▸ EXERCISE DIRECTIONS
The lines to copy from the listing below are those that contain the string "QuerySpec".
── TASK DATA ──
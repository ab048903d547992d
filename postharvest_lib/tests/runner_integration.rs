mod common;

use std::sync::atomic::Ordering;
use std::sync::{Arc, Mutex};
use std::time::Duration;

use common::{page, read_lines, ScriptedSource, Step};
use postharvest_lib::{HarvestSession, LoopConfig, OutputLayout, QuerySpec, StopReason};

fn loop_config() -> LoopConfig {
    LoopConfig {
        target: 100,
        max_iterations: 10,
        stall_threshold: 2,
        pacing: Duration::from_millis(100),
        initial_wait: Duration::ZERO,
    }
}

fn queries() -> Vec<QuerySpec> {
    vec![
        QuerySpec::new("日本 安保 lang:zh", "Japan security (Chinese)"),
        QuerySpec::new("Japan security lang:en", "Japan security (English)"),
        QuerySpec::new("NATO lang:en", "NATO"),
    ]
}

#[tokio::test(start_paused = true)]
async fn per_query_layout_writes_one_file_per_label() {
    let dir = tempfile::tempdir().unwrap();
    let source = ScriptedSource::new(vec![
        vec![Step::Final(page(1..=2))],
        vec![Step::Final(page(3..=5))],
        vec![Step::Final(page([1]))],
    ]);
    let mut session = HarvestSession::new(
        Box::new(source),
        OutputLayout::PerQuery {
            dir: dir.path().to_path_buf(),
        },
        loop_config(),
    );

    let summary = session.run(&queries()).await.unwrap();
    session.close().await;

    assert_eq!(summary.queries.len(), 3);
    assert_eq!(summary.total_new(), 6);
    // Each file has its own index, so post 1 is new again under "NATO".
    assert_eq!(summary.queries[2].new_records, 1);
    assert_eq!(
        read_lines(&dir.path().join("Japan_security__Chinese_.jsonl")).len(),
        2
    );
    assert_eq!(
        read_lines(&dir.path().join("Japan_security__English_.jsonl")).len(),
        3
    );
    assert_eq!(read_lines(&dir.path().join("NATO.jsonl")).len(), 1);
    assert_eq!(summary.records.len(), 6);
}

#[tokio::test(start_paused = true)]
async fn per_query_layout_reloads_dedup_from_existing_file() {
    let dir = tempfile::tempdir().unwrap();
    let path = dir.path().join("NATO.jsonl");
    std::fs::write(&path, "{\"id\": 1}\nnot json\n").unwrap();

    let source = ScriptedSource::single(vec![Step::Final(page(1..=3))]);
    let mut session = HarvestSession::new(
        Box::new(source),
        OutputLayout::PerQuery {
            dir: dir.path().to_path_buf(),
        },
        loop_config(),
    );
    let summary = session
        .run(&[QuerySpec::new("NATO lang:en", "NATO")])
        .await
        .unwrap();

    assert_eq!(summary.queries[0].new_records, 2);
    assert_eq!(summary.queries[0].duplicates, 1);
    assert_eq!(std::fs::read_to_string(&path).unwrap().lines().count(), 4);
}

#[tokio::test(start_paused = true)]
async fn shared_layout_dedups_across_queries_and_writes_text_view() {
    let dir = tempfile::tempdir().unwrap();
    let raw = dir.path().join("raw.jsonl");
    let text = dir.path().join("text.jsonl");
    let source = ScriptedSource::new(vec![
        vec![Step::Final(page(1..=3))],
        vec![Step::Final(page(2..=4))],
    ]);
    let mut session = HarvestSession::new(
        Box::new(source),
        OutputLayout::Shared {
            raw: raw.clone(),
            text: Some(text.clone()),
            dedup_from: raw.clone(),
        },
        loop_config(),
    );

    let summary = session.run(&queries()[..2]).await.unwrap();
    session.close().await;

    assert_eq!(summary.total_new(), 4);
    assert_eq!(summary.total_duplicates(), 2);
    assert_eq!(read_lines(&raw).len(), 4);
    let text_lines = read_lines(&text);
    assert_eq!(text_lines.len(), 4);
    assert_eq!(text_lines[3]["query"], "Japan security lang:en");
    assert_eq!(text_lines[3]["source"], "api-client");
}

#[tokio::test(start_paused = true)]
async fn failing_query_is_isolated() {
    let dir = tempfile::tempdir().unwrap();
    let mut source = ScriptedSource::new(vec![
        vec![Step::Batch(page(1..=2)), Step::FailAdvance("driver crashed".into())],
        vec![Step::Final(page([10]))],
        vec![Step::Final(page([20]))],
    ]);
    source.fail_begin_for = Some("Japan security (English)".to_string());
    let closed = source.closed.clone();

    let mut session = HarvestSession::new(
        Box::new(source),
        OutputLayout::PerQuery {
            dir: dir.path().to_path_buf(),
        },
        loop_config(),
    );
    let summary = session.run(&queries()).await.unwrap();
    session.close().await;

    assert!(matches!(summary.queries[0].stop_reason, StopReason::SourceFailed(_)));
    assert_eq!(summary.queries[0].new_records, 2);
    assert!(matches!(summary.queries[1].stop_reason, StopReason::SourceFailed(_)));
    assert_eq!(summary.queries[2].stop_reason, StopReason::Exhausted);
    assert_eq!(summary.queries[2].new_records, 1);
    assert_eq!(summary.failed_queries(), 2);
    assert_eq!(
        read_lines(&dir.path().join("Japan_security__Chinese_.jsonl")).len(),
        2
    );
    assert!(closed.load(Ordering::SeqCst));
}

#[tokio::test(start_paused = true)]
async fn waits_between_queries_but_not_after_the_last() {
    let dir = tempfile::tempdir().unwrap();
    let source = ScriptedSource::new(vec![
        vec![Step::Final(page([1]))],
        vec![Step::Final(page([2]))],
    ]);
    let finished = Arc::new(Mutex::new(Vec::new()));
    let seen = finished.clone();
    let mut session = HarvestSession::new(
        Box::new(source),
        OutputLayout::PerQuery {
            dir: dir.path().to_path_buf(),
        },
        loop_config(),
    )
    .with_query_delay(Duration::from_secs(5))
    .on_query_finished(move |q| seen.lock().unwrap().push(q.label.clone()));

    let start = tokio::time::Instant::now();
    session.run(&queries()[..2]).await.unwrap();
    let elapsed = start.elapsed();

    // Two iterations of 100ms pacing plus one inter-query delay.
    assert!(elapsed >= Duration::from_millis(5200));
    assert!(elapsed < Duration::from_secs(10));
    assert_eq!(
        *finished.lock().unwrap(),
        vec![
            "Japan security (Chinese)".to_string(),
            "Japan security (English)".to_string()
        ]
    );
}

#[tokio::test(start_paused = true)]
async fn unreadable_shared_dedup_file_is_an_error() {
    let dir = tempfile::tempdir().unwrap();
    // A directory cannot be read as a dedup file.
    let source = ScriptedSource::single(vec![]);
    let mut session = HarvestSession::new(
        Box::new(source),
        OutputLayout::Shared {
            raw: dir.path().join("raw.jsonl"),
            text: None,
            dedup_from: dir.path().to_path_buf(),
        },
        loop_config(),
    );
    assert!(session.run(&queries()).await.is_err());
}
───
▸ EXPECTED ANSWER
use postharvest_lib::{HarvestSession, LoopConfig, OutputLayout, QuerySpec, StopReason};
fn queries() -> Vec<QuerySpec> {
        QuerySpec::new("日本 安保 lang:zh", "Japan security (Chinese)"),
        QuerySpec::new("Japan security lang:en", "Japan security (English)"),
        QuerySpec::new("NATO lang:en", "NATO"),
        .run(&[QuerySpec::new("NATO lang:en", "NATO")])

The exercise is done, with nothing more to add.